Calgary's top cop says parents shouldn't delay until their child has
drugs in their pockets to talk to them about the perils of drug use.

Instead, starting when they are as young as seven or eight years old
they can better prepare youngsters for the inevitable introduction
into a world where curiosity, peer pressure and drug-dealers posing as
pals can lure them if they aren't taught to avoid the hook.

Chief Rick Hanson says now is the time "for parents to become
parents," and arm children with the means to make good decisions.

"Kids have all kinds of friends, but they only have one or two
parents," he says.

"People have to stand up and teach them the dangers, not when they are
in high school and find a bag of weed in their pocket. It starts much
earlier than that ... kids have to be taught that is the world out
there and how to say `no.' "

Abbotsford police Const. Ian MacDonald agrees.

Sometimes, he says, "it's a conversation and sometimes a
confrontation," but parents can't be naive to think kids won't be
tempted by drugs.

The days of someone older, wiser and perhaps in uniform simply
insisting they "say no to drugs," are over, instead children should be
given the information they need to make better choices - teaching,
rather than preaching.

"Finger wagging doesn't work," he says.

"You have to give people information and hope they make the right
decisions."

RCMP Cpl. Mike Polegi with the Edmonton drug section worked with youth
in Saskatchewan who were given alternative measures for possessing
small quantities of drugs several years ago.

Often drugs were bought and sold in lunch-hour exchanges between
children and high-school students and drop-outs in parking lots.

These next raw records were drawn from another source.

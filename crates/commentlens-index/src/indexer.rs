//! Corpus indexer
//!
//! Flattens comment threads into documents and builds:
//! - a word frequency map (every valid token occurrence counts)
//! - a word → document index (flat granularity, replies included)
//! - a word → thread index (one entry per top-level comment)

use crate::stopwords::{Stopwords, TokenFilter};
use commentlens_core::codec;
use commentlens_core::{document_count, flatten_documents, CommentThread, Document, Result, Tokenizer};
use serde::{Deserialize, Serialize};
use std::collections::{BTreeSet, HashMap};
use std::sync::Arc;
use std::time::Instant;
use tracing::debug;

/// Output of one indexing pass. Only valid for the corpus it was built from;
/// see [`AnalysisSnapshot::is_current`].
#[derive(Debug, Clone, Default, PartialEq, Serialize, Deserialize)]
pub struct AnalysisSnapshot {
    /// Number of top-level threads in the source corpus
    pub thread_count: usize,

    /// Number of documents (threads plus replies) in the source corpus
    pub document_count: usize,

    #[serde(with = "codec::pairs")]
    word_frequencies: HashMap<String, usize>,

    #[serde(with = "codec::pair_sets")]
    word_documents: HashMap<String, BTreeSet<usize>>,

    #[serde(with = "codec::pair_sets")]
    word_threads: HashMap<String, BTreeSet<usize>>,

    documents: Vec<Document>,
}

impl AnalysisSnapshot {
    /// Whether this snapshot still describes `corpus`. A stale snapshot must
    /// be rebuilt.
    pub fn is_current(&self, corpus: &[CommentThread]) -> bool {
        self.thread_count == corpus.len() && self.document_count == document_count(corpus)
    }

    /// Occurrences of `word` across all documents
    pub fn frequency(&self, word: &str) -> usize {
        self.word_frequencies.get(word).copied().unwrap_or(0)
    }

    pub fn word_frequencies(&self) -> &HashMap<String, usize> {
        &self.word_frequencies
    }

    /// Flat document ids containing `word`
    pub fn documents_for(&self, word: &str) -> Option<&BTreeSet<usize>> {
        self.word_documents.get(word)
    }

    /// Thread ids whose top-level comment or replies contain `word`
    pub fn threads_for(&self, word: &str) -> Option<&BTreeSet<usize>> {
        self.word_threads.get(word)
    }

    pub fn documents(&self) -> &[Document] {
        &self.documents
    }

    pub fn document(&self, id: usize) -> Option<&Document> {
        self.documents.get(id)
    }

    /// Texts of every document in flat order
    pub fn texts(&self) -> Vec<&str> {
        self.documents.iter().map(|doc| doc.text.as_str()).collect()
    }

    /// Text of a thread's top-level comment
    pub fn thread_text(&self, thread_id: usize) -> Option<&str> {
        // Top-level documents precede their replies, so the first document
        // with this parent is the comment itself.
        let start = self.documents.partition_point(|doc| doc.parent_id < thread_id);
        self.documents
            .get(start)
            .filter(|doc| doc.parent_id == thread_id && !doc.is_reply)
            .map(|doc| doc.text.as_str())
    }

    /// Number of distinct indexed words
    pub fn vocabulary_size(&self) -> usize {
        self.word_frequencies.len()
    }

    /// Total number of indexed token occurrences
    pub fn total_tokens(&self) -> usize {
        self.word_frequencies.values().sum()
    }

    pub fn reply_count(&self) -> usize {
        self.documents.iter().filter(|doc| doc.is_reply).count()
    }

    fn record(&mut self, word: &str, document_id: usize, thread_id: usize) {
        *self.word_frequencies.entry(word.to_string()).or_insert(0) += 1;
        self.word_documents
            .entry(word.to_string())
            .or_default()
            .insert(document_id);
        self.word_threads
            .entry(word.to_string())
            .or_default()
            .insert(thread_id);
    }
}

/// Builds [`AnalysisSnapshot`]s from a corpus
#[derive(Clone)]
pub struct CorpusIndexer {
    tokenizer: Arc<dyn Tokenizer>,
    filter: Arc<TokenFilter>,
}

impl CorpusIndexer {
    pub fn new(tokenizer: Arc<dyn Tokenizer>, filter: Arc<TokenFilter>) -> Self {
        Self { tokenizer, filter }
    }

    /// Valid tokens of one text. Line breaks and tabs are treated as spaces;
    /// blank text yields no tokens.
    pub fn segment(&self, text: &str) -> Vec<String> {
        let clean = text.replace(['\n', '\r', '\t'], " ");
        let clean = clean.trim();
        if clean.is_empty() {
            return Vec::new();
        }

        self.tokenizer
            .cut(clean)
            .into_iter()
            .filter(|token| self.filter.is_valid(token))
            .map(str::to_string)
            .collect()
    }

    /// Index the whole corpus. Deterministic for a deterministic tokenizer.
    pub fn build(&self, corpus: &[CommentThread]) -> AnalysisSnapshot {
        let start = Instant::now();
        let documents = flatten_documents(corpus);

        let mut snapshot = AnalysisSnapshot {
            thread_count: corpus.len(),
            document_count: documents.len(),
            ..Default::default()
        };

        for doc in &documents {
            for token in self.segment(&doc.text) {
                snapshot.record(&token, doc.id, doc.parent_id);
            }
        }
        snapshot.documents = documents;

        debug!(
            "Indexed {} documents ({} threads): {} distinct words in {}ms",
            snapshot.document_count,
            snapshot.thread_count,
            snapshot.vocabulary_size(),
            start.elapsed().as_millis()
        );

        snapshot
    }

    pub fn tokenizer(&self) -> &Arc<dyn Tokenizer> {
        &self.tokenizer
    }
}

/// One-shot indexing without keeping an indexer around
pub fn build_index(
    corpus: &[CommentThread],
    tokenizer: Arc<dyn Tokenizer>,
    stopwords: Stopwords,
) -> Result<AnalysisSnapshot> {
    let filter = TokenFilter::new(stopwords)?;
    Ok(CorpusIndexer::new(tokenizer, Arc::new(filter)).build(corpus))
}

#[cfg(test)]
mod tests {
    use super::*;
    use commentlens_core::SegmenterTokenizer;

    fn indexer() -> CorpusIndexer {
        let filter = TokenFilter::new(Stopwords::from_words(["the"])).unwrap();
        CorpusIndexer::new(Arc::new(SegmenterTokenizer::new()), Arc::new(filter))
    }

    fn corpus() -> Vec<CommentThread> {
        vec![
            CommentThread::new("1", "great video great edit")
                .with_reply("11", "great\tpoint")
                .with_reply("12", "the edit"),
            CommentThread::new("2", "edit 123 !!"),
            CommentThread::new("3", ""),
        ]
    }

    #[test]
    fn test_frequencies_count_duplicates() {
        let snapshot = indexer().build(&corpus());

        assert_eq!(snapshot.frequency("great"), 3);
        assert_eq!(snapshot.frequency("edit"), 3);
        assert_eq!(snapshot.frequency("video"), 1);
        assert_eq!(snapshot.frequency("the"), 0);
        assert_eq!(snapshot.frequency("123"), 0);
        assert_eq!(snapshot.total_tokens(), 8);
    }

    #[test]
    fn test_document_and_thread_granularity() {
        let snapshot = indexer().build(&corpus());

        // documents: 0 = thread 0, 1-2 = its replies, 3 = thread 1, 4 = thread 2
        let docs: Vec<_> = snapshot.documents_for("edit").unwrap().iter().copied().collect();
        assert_eq!(docs, vec![0, 2, 3]);

        let threads: Vec<_> = snapshot.threads_for("edit").unwrap().iter().copied().collect();
        assert_eq!(threads, vec![0, 1]);

        let threads: Vec<_> = snapshot.threads_for("great").unwrap().iter().copied().collect();
        assert_eq!(threads, vec![0]);
    }

    #[test]
    fn test_staleness() {
        let mut corpus = corpus();
        let snapshot = indexer().build(&corpus);
        assert!(snapshot.is_current(&corpus));
        assert_eq!(snapshot.thread_count, 3);
        assert_eq!(snapshot.document_count, 5);
        assert_eq!(snapshot.reply_count(), 2);

        corpus[1] = corpus[1].clone().with_reply("21", "late reply");
        assert!(!snapshot.is_current(&corpus));

        corpus.pop();
        corpus.pop();
        assert!(!snapshot.is_current(&corpus));
    }

    #[test]
    fn test_thread_text_lookup() {
        let snapshot = indexer().build(&corpus());

        assert_eq!(snapshot.thread_text(0), Some("great video great edit"));
        assert_eq!(snapshot.thread_text(1), Some("edit 123 !!"));
        assert_eq!(snapshot.thread_text(2), Some(""));
        assert_eq!(snapshot.thread_text(3), None);
    }

    #[test]
    fn test_build_index_matches_indexer() {
        let one_shot = build_index(&corpus(), Arc::new(SegmenterTokenizer::new()), Stopwords::from_words(["the"])).unwrap();
        assert_eq!(one_shot, indexer().build(&corpus()));
    }

    #[test]
    fn test_blank_text_yields_nothing() {
        let indexer = indexer();
        assert!(indexer.segment("").is_empty());
        assert!(indexer.segment(" \n\t ").is_empty());
    }

    #[test]
    fn test_snapshot_persists_as_pair_lists() {
        let snapshot = indexer().build(&corpus());

        let json = serde_json::to_value(&snapshot).unwrap();
        assert!(json["word_frequencies"].is_array());
        assert!(json["word_threads"].is_array());

        let back: AnalysisSnapshot = serde_json::from_value(json).unwrap();
        assert_eq!(back, snapshot);
    }
}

He said it was disappointing to see some parents play down the dangers
posed by what kids believe to be soft dope, such as pot and even
ecstasy.

"I had more than one parent put their hand up and say, `Excuse me,
isn't this just like marijuana?' he says.

He says "it's not just like marijuana" and what people knew years ago
is very different and less powerful than what's available today.

Many officials say the `it-won't-happen-to-me' attitude, or false
sense of security some feel by knowing their dealer, are just plain
dangerous ways of thinking, as the recent casualties underscore.

Rather than being regulated, conscientious drug manufacturers,
suppliers are criminals in business to make money - chemistry
experiments often tried by guinea pigs who take the risk when they
dare to take a hit.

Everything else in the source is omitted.